(Material to process Opens)

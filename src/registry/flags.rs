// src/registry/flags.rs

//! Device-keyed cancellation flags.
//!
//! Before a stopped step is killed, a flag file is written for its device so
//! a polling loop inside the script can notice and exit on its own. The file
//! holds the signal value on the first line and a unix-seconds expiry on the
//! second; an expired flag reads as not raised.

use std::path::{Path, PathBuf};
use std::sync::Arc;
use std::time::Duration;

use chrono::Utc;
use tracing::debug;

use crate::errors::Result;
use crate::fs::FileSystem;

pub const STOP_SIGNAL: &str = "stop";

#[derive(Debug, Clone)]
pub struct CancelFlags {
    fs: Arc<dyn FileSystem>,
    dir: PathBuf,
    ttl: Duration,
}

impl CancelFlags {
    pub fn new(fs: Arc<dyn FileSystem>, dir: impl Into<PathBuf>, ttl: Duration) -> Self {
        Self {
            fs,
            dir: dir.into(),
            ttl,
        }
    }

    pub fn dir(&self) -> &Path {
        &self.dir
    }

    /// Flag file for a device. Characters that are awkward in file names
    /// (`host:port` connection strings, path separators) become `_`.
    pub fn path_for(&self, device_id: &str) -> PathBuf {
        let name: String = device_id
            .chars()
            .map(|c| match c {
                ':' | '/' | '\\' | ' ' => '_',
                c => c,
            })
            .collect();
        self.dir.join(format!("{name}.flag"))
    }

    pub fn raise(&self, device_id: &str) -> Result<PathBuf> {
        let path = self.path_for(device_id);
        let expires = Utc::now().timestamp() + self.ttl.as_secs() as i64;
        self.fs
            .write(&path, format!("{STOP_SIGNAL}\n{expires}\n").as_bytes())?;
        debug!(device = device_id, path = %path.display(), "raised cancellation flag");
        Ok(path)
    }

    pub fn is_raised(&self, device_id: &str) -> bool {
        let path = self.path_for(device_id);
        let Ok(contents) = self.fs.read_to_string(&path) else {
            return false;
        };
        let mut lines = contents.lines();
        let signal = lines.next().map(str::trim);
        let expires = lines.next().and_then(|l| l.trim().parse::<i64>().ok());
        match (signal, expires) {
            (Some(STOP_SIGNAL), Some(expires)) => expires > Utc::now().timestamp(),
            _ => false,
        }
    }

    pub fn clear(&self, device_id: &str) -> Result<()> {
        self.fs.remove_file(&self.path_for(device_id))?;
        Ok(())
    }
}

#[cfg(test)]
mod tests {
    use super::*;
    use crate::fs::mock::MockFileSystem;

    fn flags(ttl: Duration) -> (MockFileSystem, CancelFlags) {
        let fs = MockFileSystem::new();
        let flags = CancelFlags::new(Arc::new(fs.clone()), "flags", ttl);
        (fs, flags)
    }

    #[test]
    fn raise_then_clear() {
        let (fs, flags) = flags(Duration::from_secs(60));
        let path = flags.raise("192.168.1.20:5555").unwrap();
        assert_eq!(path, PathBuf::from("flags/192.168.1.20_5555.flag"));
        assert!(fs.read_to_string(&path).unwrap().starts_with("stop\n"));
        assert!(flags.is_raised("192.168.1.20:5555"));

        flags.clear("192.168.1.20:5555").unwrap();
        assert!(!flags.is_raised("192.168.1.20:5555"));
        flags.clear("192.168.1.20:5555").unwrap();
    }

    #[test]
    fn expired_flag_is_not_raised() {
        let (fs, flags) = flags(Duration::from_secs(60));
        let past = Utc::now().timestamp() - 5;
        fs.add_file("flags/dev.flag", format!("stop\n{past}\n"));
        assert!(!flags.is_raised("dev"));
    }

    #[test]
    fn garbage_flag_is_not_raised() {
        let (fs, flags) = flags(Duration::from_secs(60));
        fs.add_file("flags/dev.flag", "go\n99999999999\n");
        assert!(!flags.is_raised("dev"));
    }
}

(Material to process Closes)
(Material to process Opens)

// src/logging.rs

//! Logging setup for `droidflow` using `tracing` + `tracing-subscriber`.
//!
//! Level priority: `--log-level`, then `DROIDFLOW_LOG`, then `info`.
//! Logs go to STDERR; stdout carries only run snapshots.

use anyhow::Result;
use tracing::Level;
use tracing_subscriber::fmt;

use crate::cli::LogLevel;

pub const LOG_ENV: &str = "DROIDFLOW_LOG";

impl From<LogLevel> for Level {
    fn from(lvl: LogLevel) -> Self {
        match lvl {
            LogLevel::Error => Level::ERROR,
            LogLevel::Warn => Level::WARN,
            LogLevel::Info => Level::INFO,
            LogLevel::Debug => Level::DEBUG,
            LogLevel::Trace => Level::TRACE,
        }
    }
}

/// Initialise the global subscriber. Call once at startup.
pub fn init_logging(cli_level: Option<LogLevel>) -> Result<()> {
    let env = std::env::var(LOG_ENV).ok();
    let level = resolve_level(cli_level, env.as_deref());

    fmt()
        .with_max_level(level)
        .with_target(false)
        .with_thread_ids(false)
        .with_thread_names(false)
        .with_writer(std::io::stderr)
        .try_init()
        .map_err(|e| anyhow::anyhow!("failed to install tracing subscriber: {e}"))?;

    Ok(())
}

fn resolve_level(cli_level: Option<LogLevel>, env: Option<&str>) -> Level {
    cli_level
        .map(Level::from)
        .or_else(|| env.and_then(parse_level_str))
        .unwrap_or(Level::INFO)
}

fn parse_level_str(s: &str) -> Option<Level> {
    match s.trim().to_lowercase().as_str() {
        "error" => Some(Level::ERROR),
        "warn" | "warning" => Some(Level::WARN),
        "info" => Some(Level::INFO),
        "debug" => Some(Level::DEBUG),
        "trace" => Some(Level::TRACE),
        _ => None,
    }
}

(Material to process Closes)

Task prompt:
Match on "contents": copy every line in the records that has it.

Response:
        let Ok(contents) = self.fs.read_to_string(&path) else {
        let mut lines = contents.lines();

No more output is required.